Filipinos conquer new territory: Benham Rise
‘It felt a lot like what Magellan felt,’ says the leader of the team exploring this underwater plateau bigger than Luzon
MANILA, Philippines – While China blocks the Philippines from reaching disputed territories in the West Philippine Sea (South China Sea), a group of Filipinos conquered the virgin, crystal-clear, and coral-rich depths of the newest part of their country.
For the first time, Filipinos reached the shallowest portion of Benham Rise, the underwater plateau off the coast of Aurora that the Philippines fought for – and won – before the United Nations (UN). (READ: Benham Rise: PH’s new territory off Aurora)
he leader of the Department of Science and Technology’s Benham Rise Program, Dr Cesar Villanoy, said the expedition was like the one by Ferdinand Magellan, the Portuguese explorer who discovered the Philippines for Westerners in 1521.

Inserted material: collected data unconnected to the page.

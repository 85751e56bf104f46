//! Search index adapters behind `sift_core::search::SearchIndex`.

pub mod algolia;
pub mod memory;

pub use algolia::{AlgoliaIndexClient, AlgoliaSetupError};
pub use memory::InMemorySearchIndex;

GOVERNMENT-FUNDED. The research team boards a vessel owned by the Bureau of Fisheries and Aquatic Resources. Photo courtesy of Dr Gil Jacinto/
“It felt a lot like what Magellan felt. It was exploring. Being able to touch Benham’s bottom was very exciting for many of us,” said Villanoy, a professor at the University of the Philippines Marine Science Institute (UP-MSI), in an interview with Rappler.
Bigger than the Philippines’ biggest island, Luzon, the 13-million-hectare Benham Rise is now part of the Philippines’ continental shelf – an underwater area rich in resources such as minerals and natural gas.

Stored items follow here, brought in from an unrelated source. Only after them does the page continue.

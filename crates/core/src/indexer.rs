use std::collections::HashSet;
use std::sync::Arc;

use tokio::sync::Mutex;
use tracing::{debug, info};

use crate::domain::message::{IndexDocument, MessageEvent};
use crate::domain::team::TeamId;
use crate::errors::ApplicationError;
use crate::search::{IndexSettings, SearchIndex};

/// Normalizes messages into index documents and writes them to the team's index.
///
/// Index settings are applied once per team for the life of the process; a
/// restart re-applies them on the first write.
pub struct MessageIndexer {
    index: Arc<dyn SearchIndex>,
    settings: IndexSettings,
    configured: Mutex<HashSet<TeamId>>,
}

impl MessageIndexer {
    pub fn new(index: Arc<dyn SearchIndex>) -> Self {
        Self::with_settings(index, IndexSettings::for_messages())
    }

    pub fn with_settings(index: Arc<dyn SearchIndex>, settings: IndexSettings) -> Self {
        Self { index, settings, configured: Mutex::new(HashSet::new()) }
    }

    pub fn search_index(&self) -> &Arc<dyn SearchIndex> {
        &self.index
    }

    /// Live-message path: exactly one document per call.
    pub async fn index(
        &self,
        team: &TeamId,
        message: MessageEvent,
    ) -> Result<IndexDocument, ApplicationError> {
        let document = IndexDocument::from_message(message, None)?;
        self.ensure_configured(team).await?;
        self.index.upsert_one(team.index_name(), &document).await?;

        debug!(
            event_name = "index.message.upserted",
            team_id = %team,
            channel_id = %document.channel,
            object_id = %document.object_id,
            "indexed live message"
        );
        Ok(document)
    }

    /// Backfill path: one submission for a whole history page. Messages without
    /// a `ts` cannot be keyed; they are left out and counted as `unkeyed`.
    pub async fn index_batch(
        &self,
        team: &TeamId,
        channel: &str,
        messages: Vec<MessageEvent>,
    ) -> Result<BatchOutcome, ApplicationError> {
        let mut outcome = BatchOutcome::default();
        let mut documents = Vec::with_capacity(messages.len());
        for message in messages {
            match IndexDocument::from_message(message, Some(channel)) {
                Ok(document) => documents.push(document),
                Err(error) => {
                    outcome.unkeyed += 1;
                    debug!(
                        event_name = "index.batch.unkeyed",
                        team_id = %team,
                        channel_id = channel,
                        error = %error,
                        "dropped history message"
                    );
                }
            }
        }
        if documents.is_empty() {
            return Ok(outcome);
        }

        self.ensure_configured(team).await?;
        self.index.upsert(team.index_name(), &documents).await?;
        outcome.indexed = documents.len();

        debug!(
            event_name = "index.batch.upserted",
            team_id = %team,
            channel_id = channel,
            documents = outcome.indexed,
            "indexed history batch"
        );
        Ok(outcome)
    }

    /// The lock is not held across `apply_settings`, so a slow settings call for
    /// one team does not stall writes for the others. Two racing first writes
    /// may both apply settings; the call is idempotent.
    async fn ensure_configured(&self, team: &TeamId) -> Result<(), ApplicationError> {
        if self.configured.lock().await.contains(team) {
            return Ok(());
        }

        self.index.apply_settings(team.index_name(), &self.settings).await?;
        self.configured.lock().await.insert(team.clone());
        info!(event_name = "index.settings.applied", team_id = %team, "applied index settings");
        Ok(())
    }
}

#[derive(Clone, Copy, Debug, Default, PartialEq, Eq)]
pub struct BatchOutcome {
    pub indexed: usize,
    pub unkeyed: usize,
}

#[cfg(test)]
mod tests {
    use std::collections::BTreeMap;
    use std::sync::Arc;
    use std::time::Duration;

    use async_trait::async_trait;
    use tokio::sync::{Mutex, Notify};

    use super::{BatchOutcome, MessageIndexer};
    use crate::domain::message::{IndexDocument, MessageEvent, SearchHit};
    use crate::domain::team::TeamId;
    use crate::errors::UpstreamError;
    use crate::search::{IndexSettings, SearchIndex, SearchQuery};

    #[derive(Default)]
    struct RecordingIndex {
        state: Mutex<RecordingState>,
    }

    #[derive(Default)]
    struct RecordingState {
        settings_calls: Vec<String>,
        upsert_calls: usize,
        documents: BTreeMap<(String, String), IndexDocument>,
    }

    #[async_trait]
    impl SearchIndex for RecordingIndex {
        async fn apply_settings(
            &self,
            index: &str,
            _settings: &IndexSettings,
        ) -> Result<(), UpstreamError> {
            self.state.lock().await.settings_calls.push(index.to_owned());
            Ok(())
        }

        async fn upsert(
            &self,
            index: &str,
            documents: &[IndexDocument],
        ) -> Result<(), UpstreamError> {
            let mut state = self.state.lock().await;
            state.upsert_calls += 1;
            for document in documents {
                state
                    .documents
                    .insert((index.to_owned(), document.object_id.clone()), document.clone());
            }
            Ok(())
        }

        async fn search(
            &self,
            _index: &str,
            _query: &SearchQuery,
        ) -> Result<Vec<SearchHit>, UpstreamError> {
            Ok(Vec::new())
        }
    }

    /// Holds the first settings call for `T1` until `release` is notified.
    #[derive(Default)]
    struct GatedIndex {
        entered: Notify,
        release: Notify,
    }

    #[async_trait]
    impl SearchIndex for GatedIndex {
        async fn apply_settings(
            &self,
            index: &str,
            _settings: &IndexSettings,
        ) -> Result<(), UpstreamError> {
            if index == "T1" {
                self.entered.notify_one();
                self.release.notified().await;
            }
            Ok(())
        }

        async fn upsert(
            &self,
            _index: &str,
            _documents: &[IndexDocument],
        ) -> Result<(), UpstreamError> {
            Ok(())
        }

        async fn search(
            &self,
            _index: &str,
            _query: &SearchQuery,
        ) -> Result<Vec<SearchHit>, UpstreamError> {
            Ok(Vec::new())
        }
    }

    fn message(channel: Option<&str>, ts: &str, text: &str) -> MessageEvent {
        MessageEvent {
            channel: channel.map(str::to_owned),
            ts: Some(ts.to_owned()),
            user: Some("U1".to_owned()),
            text: text.to_owned(),
            ..MessageEvent::default()
        }
    }

    #[tokio::test]
    async fn indexing_the_same_message_twice_keeps_one_document() {
        let index = Arc::new(RecordingIndex::default());
        let indexer = MessageIndexer::new(index.clone());
        let team = TeamId("T1".to_owned());

        indexer.index(&team, message(Some("C1"), "1.000100", "first")).await.expect("index");
        indexer.index(&team, message(Some("C1"), "1.000100", "edited")).await.expect("index");

        let state = index.state.lock().await;
        assert_eq!(state.documents.len(), 1);
        let stored = &state.documents[&("T1".to_owned(), "C1.1.000100".to_owned())];
        assert_eq!(stored.text, "edited");
    }

    #[tokio::test]
    async fn settings_are_applied_once_per_team() {
        let index = Arc::new(RecordingIndex::default());
        let indexer = MessageIndexer::new(index.clone());

        for (team, ts) in [("T1", "1.1"), ("T1", "1.2"), ("T2", "1.3")] {
            indexer
                .index(&TeamId(team.to_owned()), message(Some("C1"), ts, "hello"))
                .await
                .expect("index");
        }

        assert_eq!(index.state.lock().await.settings_calls, vec!["T1", "T2"]);
    }

    #[tokio::test]
    async fn batch_fills_in_origin_channel_and_skips_empty_pages() {
        let index = Arc::new(RecordingIndex::default());
        let indexer = MessageIndexer::new(index.clone());
        let team = TeamId("T1".to_owned());

        let written = indexer
            .index_batch(&team, "C5", vec![message(None, "2.1", "a"), message(None, "2.2", "b")])
            .await
            .expect("batch");
        let empty = indexer.index_batch(&team, "C5", Vec::new()).await.expect("empty batch");

        let state = index.state.lock().await;
        assert_eq!(written, BatchOutcome { indexed: 2, unkeyed: 0 });
        assert_eq!(empty, BatchOutcome::default());
        assert_eq!(state.upsert_calls, 1);
        assert!(state.documents.contains_key(&("T1".to_owned(), "C5.2.1".to_owned())));
    }

    #[tokio::test]
    async fn batch_counts_messages_without_ts() {
        let index = Arc::new(RecordingIndex::default());
        let indexer = MessageIndexer::new(index.clone());
        let unkeyed = MessageEvent { text: "no ts".to_owned(), ..MessageEvent::default() };

        let outcome = indexer
            .index_batch(&TeamId("T1".to_owned()), "C5", vec![message(None, "2.1", "a"), unkeyed])
            .await
            .expect("batch");

        assert_eq!(outcome, BatchOutcome { indexed: 1, unkeyed: 1 });
        assert_eq!(index.state.lock().await.documents.len(), 1);
    }

    #[tokio::test]
    async fn slow_settings_for_one_team_do_not_block_another() {
        let index = Arc::new(GatedIndex::default());
        let indexer = Arc::new(MessageIndexer::new(index.clone()));

        let blocked = {
            let indexer = Arc::clone(&indexer);
            tokio::spawn(async move {
                indexer.index(&TeamId("T1".to_owned()), message(Some("C1"), "1.1", "a")).await
            })
        };
        index.entered.notified().await;

        let other = tokio::time::timeout(
            Duration::from_secs(1),
            indexer.index(&TeamId("T2".to_owned()), message(Some("C1"), "1.2", "b")),
        )
        .await;
        assert!(matches!(other, Ok(Ok(_))), "second team should index while the first waits");

        index.release.notify_one();
        blocked.await.expect("join").expect("first team indexes once released");
    }

    #[tokio::test]
    async fn live_message_without_channel_is_rejected() {
        let indexer = MessageIndexer::new(Arc::new(RecordingIndex::default()));

        let result = indexer.index(&TeamId("T1".to_owned()), message(None, "1.1", "x")).await;
        assert!(result.is_err());
    }
}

While most of it remains unexplored, Benham Rise is believed to contain steel-producing minerals and natural gas, which the Philippines can even export.

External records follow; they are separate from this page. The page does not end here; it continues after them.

use crate::commands::{load_config, runtime, CommandResult};
use sift_db::{connect_with_config, migrations};

pub fn run() -> CommandResult {
    let config = match load_config("migrate") {
        Ok(config) => config,
        Err(failure) => return failure,
    };
    let runtime = match runtime("migrate") {
        Ok(runtime) => runtime,
        Err(failure) => return failure,
    };

    let result = runtime.block_on(async {
        let pool = connect_with_config(&config.database)
            .await
            .map_err(|error| ("db_connectivity", error.to_string(), 4u8))?;
        migrations::run_pending(&pool)
            .await
            .map_err(|error| ("migration", error.to_string(), 5u8))?;
        pool.close().await;
        Ok::<(), (&'static str, String, u8)>(())
    });

    match result {
        Ok(()) => CommandResult::success("migrate", "applied pending migrations"),
        Err((error_class, message, exit_code)) => {
            CommandResult::failure("migrate", error_class, message, exit_code)
        }
    }
}
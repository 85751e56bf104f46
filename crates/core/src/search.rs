use async_trait::async_trait;

use crate::domain::message::{IndexDocument, SearchHit};
use crate::errors::UpstreamError;

pub const RETRIEVED_ATTRIBUTES: [&str; 4] = ["channel", "ts", "user", "text"];

#[derive(Clone, Debug, PartialEq, Eq)]
pub struct IndexSettings {
    pub searchable_attributes: Vec<String>,
    pub custom_ranking: Vec<String>,
}

impl IndexSettings {
    /// Message text and attachment text are searchable; newest messages rank first.
    pub fn for_messages() -> Self {
        Self {
            searchable_attributes: vec!["text".to_owned(), "attachments.text".to_owned()],
            custom_ranking: vec!["desc(ts)".to_owned()],
        }
    }
}

#[derive(Clone, Debug, PartialEq, Eq)]
pub struct SearchQuery {
    pub text: String,
    pub attributes_to_retrieve: Vec<String>,
    pub hits_per_page: usize,
}

impl SearchQuery {
    pub fn for_hits(text: impl Into<String>, hits_per_page: usize) -> Self {
        Self {
            text: text.into(),
            attributes_to_retrieve: RETRIEVED_ATTRIBUTES.iter().map(|a| (*a).to_owned()).collect(),
            hits_per_page,
        }
    }
}

/// Team-scoped search index. Writes are upserts keyed by `objectID`.
#[async_trait]
pub trait SearchIndex: Send + Sync {
    async fn apply_settings(
        &self,
        index: &str,
        settings: &IndexSettings,
    ) -> Result<(), UpstreamError>;

    async fn upsert(&self, index: &str, documents: &[IndexDocument]) -> Result<(), UpstreamError>;

    async fn upsert_one(&self, index: &str, document: &IndexDocument) -> Result<(), UpstreamError> {
        self.upsert(index, std::slice::from_ref(document)).await
    }

    /// Hits in the index's own ranking order.
    async fn search(&self, index: &str, query: &SearchQuery)
        -> Result<Vec<SearchHit>, UpstreamError>;
}
pub mod envelope;
pub mod message;
pub mod reply;
pub mod team;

UNDERWATER PLATEAU. Found near Aurora, the 13-million-hectare Benham Rise is part of the Philippines’ continental shelf. Screen grab from a document the Philippines submitted to UN UNDERWATER PLATEAU. Found near Aurora, the 13-million-hectare Benham Rise is part of the Philippines’ continental shelf. Screen grab from a document the Philippines submitted to UN
The UN Commission on the Limits of the Continental Shelf approved the Philippines’ undisputed claim to Benham Rise on April 12, 2012.
This is the Philippines’ first validated claim under the United Nations Convention on the Law of the Sea, which the Philippines also invokes in its historic case against China.
It took two years after this for Filipinos to dive into Benham Bank, the underwater plateau’s shallowest portion that is 50 meters deep.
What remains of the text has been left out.